Apparently, also, Cayce was able to see auras and to diagnose medical conditions while in a complete waking state, thus it is obvious that he did possess a superior psychic sense in or out of trance.

From our own personal direct association with other trance-mediums, the entities who come through these mediums exhibit definite and memorable personality traits which could not be ascribed to some impersonal source such as the "Akashic Record." These spirits are usually highly personal, even engaging in quite detailed discussions with their clients, are often very humorous, displaying strongly identifiable mannerisms and figures of speech.

Whatever the source of Edgar Cayce's spectacular gifts, they have provided new windows through which ordinary people may perceive reality and often transform their lives.

We all are richer because of Edgar Cayce.



© Copyright 2003 by Linda Pendleton.

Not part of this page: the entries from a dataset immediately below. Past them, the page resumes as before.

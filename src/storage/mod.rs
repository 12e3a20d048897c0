//! Cloudflare R2 storage module
//!
//! Tweet images go to a public bucket served from a Custom Domain.

mod media;

pub use media::MediaStorage;

pub(crate) fn build_r2_http_client() -> aws_sdk_s3::config::SharedHttpClient {
    use aws_smithy_runtime::client::http::hyper_014::HyperClientBuilder;

    let https_connector = hyper_rustls::HttpsConnectorBuilder::new()
        .with_webpki_roots()
        .https_only()
        .enable_http1()
        .enable_http2()
        .build();

    HyperClientBuilder::new().build(https_connector)
}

All Rights Reserved.

Read Part One: There is a River: Edger Cayce, A Life Changing Book

~Linda



3 comments:

Ricky Kendall said...

My favorite part of the book, There is a River, is the following excerpt:

Man demands a beginning and a boundary,
so in the beginning there was
a sea of spirit and it filled all space.
It was static - content - aware of itself -
a giant resting on the bosom of its thought -
contemplating that which was.
Then it moved.
It withdrew into itself until all space was empty.
That which had filled the empty was shining
from its center, a restless, seething mind.
This was the Individual of the Spirit.
This was what it discovered itself
to be when it awakened.
This was God.

I have my own interpretation of this paragraph. All that exists is a particle of a creator that split itself into an infinite number of separate entities. Though each particle considers itself a totally separate entity, the final destination of it's experiences and awareness would still render itself to its original creator. God, or the brain, would be the final receptor of these experiences just like our brains receive all the signals from every cell of our body. We feel the pain or pleasure of all that touches us.

This is definitely an out of the box idea, but it puts more meaning to the words "Do unto others as you would have them do unto you". In others words what you do to others, you do to yourself.

If there is more than one creator or God, the only word you would have to remove from the above equation is infinite. There could be an infinite number of Gods out there who did the exact same thing and divided themselves into billions upon billions of particles. These particles could be material and spiritual. Science has moved strong in the direction of many dimensions and existences that we do not see. They are even tending towards the idea that there are many universes. They call a group of universes a multiverse. I call it a universopolis.

Stepping a bit further out of the box. If the final destination of our memories and self awareness is the one mind, God of our universe, ultimately your desire to be that famous singer, actor, scientist or admired figure could come true. We are all one.

These are just ideas and I don't ever limit myself to one ultimate philosophy. Through life, I have changed by perceptions of life and the universe many times and I am sure I will again. If I ever got to the point that I felt I had the ultimate truth, it would not be a blessing to me. Life without wonder would be extremely boring.

I only wish Edger Cayce would have lived longer and poured more catalist into this formula of wonder. He was truly a modern day prophet.

Edith Newell-Beattie said...

Thank you for this, Linda. I have not read the book but intend to look for it now.

Anonymous said...

Edgar Cayce reminds human beings they each change the world through their own thoughts, feeligns and edeavours. His life is an uplifting story that encourages people to open their hearts ,minds and souls to possibilities.